Financial Secretary to Treasury plans to meet MPs who support loan charge suspension
THE FINANCIAL Secretary to the Treasury plans to meet MPs who are calling for the suspension and review of a controversial Government policy which they claim breaches the rule of law.
Jesse Norman has confirmed that he will hold talks with Sir Ed Davey MP, the chairman of the Loan Charge All Party Parliamentary Group (APPG), to discuss concerns about the charge.
The APPG argues that the charge is retrospective, overrides taxpayer protections and undermines the rule of law - claims which are disputed by the Treasury.
On Twitter, Mr Norman said: “Mine is not a review; it is work needed for me to understand a complex and politically contested topic.
“So far I have met with senior HMRC and HMT (Treasury) officials, with CIOT (Chartered Institute of Taxation) and ICAEW (The Institute of Chartered Accountants in England and Wales) as expert outside bodies.”
Mr Norman said he had also met with Keith Gordon, a tax barrister, and Lord Forsyth, a former Secretary of State for Scotland, to discuss the loan charge.
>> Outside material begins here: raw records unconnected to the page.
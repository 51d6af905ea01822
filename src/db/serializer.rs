//! ColumnFamily serialization with a per-row column offset table
//!
//! ## Layout
//! ```text
//! ┌───────────────┬──────────────┐
//! │ Comparator(1) │ Count: u32   │
//! ├───────────────┴──────────────┴──────────────────────┐
//! │ Offset table: Count × [NameLen: u16][Name][Off: u32]│
//! ├─────────────────────────────────────────────────────┤
//! │ BlockLen: u32                                       │
//! ├─────────────────────────────────────────────────────┤
//! │ Column block: Count × [NameLen: u16][Name][Flags: u8]│
//! │   [ClockTag: u8][Clock: 8 | 16][ValLen: u32][Value] │
//! └─────────────────────────────────────────────────────┘
//! ```
//! `Off` is relative to the start of the column block, so a single column
//! can be decoded without touching its neighbours.

use std::cmp::Ordering;

use crate::clock::{ColumnClock, TimestampClock};
use crate::codec::ByteReader;
use crate::error::{Result, StoreError};
use crate::marshal::{ColumnComparator, TimeUuid};

use super::{Column, ColumnFamily};

/// Flag bit marking a tombstone
const FLAG_TOMBSTONE: u8 = 0x01;

/// Append the serialized form of `cf` (offset table included) to `out`
pub fn serialize_with_indexes(cf: &ColumnFamily, out: &mut Vec<u8>) -> Result<()> {
    let mut block = Vec::with_capacity(cf.size() + cf.len() * 16);
    let mut offsets = Vec::with_capacity(cf.len());

    for column in cf.iter() {
        offsets.push(block.len() as u32);
        encode_column(column, &mut block)?;
    }

    out.push(cf.comparator().tag());
    out.extend_from_slice(&(cf.len() as u32).to_le_bytes());
    for (column, offset) in cf.iter().zip(&offsets) {
        out.extend_from_slice(&name_len(column.name())?.to_le_bytes());
        out.extend_from_slice(column.name());
        out.extend_from_slice(&offset.to_le_bytes());
    }
    out.extend_from_slice(&(block.len() as u32).to_le_bytes());
    out.extend_from_slice(&block);
    Ok(())
}

/// Convenience wrapper returning a fresh buffer
pub fn to_bytes(cf: &ColumnFamily) -> Result<Vec<u8>> {
    let mut out = Vec::new();
    serialize_with_indexes(cf, &mut out)?;
    Ok(out)
}

/// Decode a whole column family, checking the offset table against the block
pub fn deserialize(bytes: &[u8]) -> Result<ColumnFamily> {
    let layout = Layout::parse(bytes)?;

    let mut reader = ByteReader::new(layout.block);
    let mut columns = Vec::with_capacity(layout.entries.len());
    for (name, offset) in &layout.entries {
        if reader.position() != *offset as usize {
            return Err(StoreError::Serialization(format!(
                "column offset {} does not match block position {}",
                offset,
                reader.position()
            )));
        }
        let column = decode_column(&mut reader)?;
        if column.name() != *name {
            return Err(StoreError::Serialization(
                "offset table name does not match column".to_string(),
            ));
        }
        columns.push(column);
    }
    if !reader.is_empty() {
        return Err(StoreError::Serialization(format!(
            "{} trailing bytes in column block",
            reader.remaining()
        )));
    }

    ColumnFamily::from_sorted(layout.comparator, columns)
}

/// Look up one column through the offset table without decoding the rest
pub fn find_column(bytes: &[u8], name: &[u8]) -> Result<Option<Column>> {
    let layout = Layout::parse(bytes)?;

    let idx = match layout
        .entries
        .binary_search_by(|(entry, _)| layout.comparator.compare(entry, name))
    {
        Ok(idx) => idx,
        Err(_) => return Ok(None),
    };

    let offset = layout.entries[idx].1 as usize;
    if offset >= layout.block.len() {
        return Err(StoreError::Serialization(format!(
            "column offset {} beyond block of {} bytes",
            offset,
            layout.block.len()
        )));
    }
    let mut reader = ByteReader::new(&layout.block[offset..]);
    let column = decode_column(&mut reader)?;
    if column.name() != name {
        return Err(StoreError::Serialization(
            "offset table points at a different column".to_string(),
        ));
    }
    Ok(Some(column))
}

/// Parsed header + offset table of a serialized column family
struct Layout<'a> {
    comparator: ColumnComparator,
    entries: Vec<(&'a [u8], u32)>,
    block: &'a [u8],
}

impl<'a> Layout<'a> {
    fn parse(bytes: &'a [u8]) -> Result<Self> {
        let mut reader = ByteReader::new(bytes);
        let comparator = ColumnComparator::from_tag(reader.u8()?)?;
        let count = reader.u32()? as usize;

        // each table entry is at least 6 bytes; bound the allocation by the input
        let mut entries = Vec::with_capacity(count.min(reader.remaining() / 6));
        let mut previous: Option<(&[u8], u32)> = None;
        for _ in 0..count {
            let len = reader.u16()? as usize;
            let name = reader.bytes(len)?;
            let offset = reader.u32()?;
            if let Some((prev_name, prev_offset)) = previous {
                if offset <= prev_offset {
                    return Err(StoreError::Serialization(format!(
                        "column offsets not increasing at {}",
                        offset
                    )));
                }
                // lookups binary-search the table
                if comparator.compare(prev_name, name) != Ordering::Less {
                    return Err(StoreError::Serialization(
                        "offset table names out of comparator order".to_string(),
                    ));
                }
            }
            previous = Some((name, offset));
            entries.push((name, offset));
        }

        let block_len = reader.u32()? as usize;
        let block = reader.bytes(block_len)?;
        if !reader.is_empty() {
            return Err(StoreError::Serialization(format!(
                "{} trailing bytes after column block",
                reader.remaining()
            )));
        }

        Ok(Self {
            comparator,
            entries,
            block,
        })
    }
}

fn name_len(name: &[u8]) -> Result<u16> {
    u16::try_from(name.len()).map_err(|_| {
        StoreError::Validation(format!("column name of {} bytes is too long", name.len()))
    })
}

fn encode_column(column: &Column, out: &mut Vec<u8>) -> Result<()> {
    out.extend_from_slice(&name_len(column.name())?.to_le_bytes());
    out.extend_from_slice(column.name());
    out.push(if column.is_tombstone() { FLAG_TOMBSTONE } else { 0 });
    out.push(column.clock().tag());
    match column.clock() {
        ColumnClock::Timestamp(clock) => out.extend_from_slice(&clock.timestamp().to_le_bytes()),
        ColumnClock::TimeUuid(uuid) => out.extend_from_slice(uuid.as_bytes()),
    }
    let value_len = u32::try_from(column.value().len()).map_err(|_| {
        StoreError::Validation(format!(
            "column value of {} bytes is too long",
            column.value().len()
        ))
    })?;
    out.extend_from_slice(&value_len.to_le_bytes());
    out.extend_from_slice(column.value());
    Ok(())
}

fn decode_column(reader: &mut ByteReader<'_>) -> Result<Column> {
    let name_len = reader.u16()? as usize;
    let name = reader.bytes(name_len)?;

    let flags = reader.u8()?;
    if flags & !FLAG_TOMBSTONE != 0 {
        return Err(StoreError::Serialization(format!(
            "unknown column flags {:#04x}",
            flags
        )));
    }

    let clock = match reader.u8()? {
        ColumnClock::TIMESTAMP_TAG => ColumnClock::Timestamp(TimestampClock::new(reader.i64()?)),
        ColumnClock::TIME_UUID_TAG => ColumnClock::TimeUuid(TimeUuid::from_bytes(reader.uuid()?)),
        other => {
            return Err(StoreError::Serialization(format!(
                "unknown clock tag {}",
                other
            )))
        }
    };

    let value_len = reader.u32()? as usize;
    let value = reader.bytes(value_len)?;

    Ok(Column::from_parts(
        name,
        value,
        clock,
        flags & FLAG_TOMBSTONE != 0,
    ))
}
He added: “I am very grateful to all of them. The next stage is for me to meet with Sir Ed Davey MP and other parliamentarians who have led on this issue—shortly I hope.”
The loan charge was introduced in response to the Treasury’s concerns about “disguised remuneration schemes” which involved individuals being paid through loans, usually via an offshore trust in a low or no tax jurisdiction, which they did not have to repay.
According to the Treasury, the loan charge means people paying themselves through loans will have to contribute their “fair share” to pay for our public services. Workers from a wide range of professions - including locum doctors and nurses - have been hit with unexpected tax bills of up to tens of thousands of pounds dating back to 1999.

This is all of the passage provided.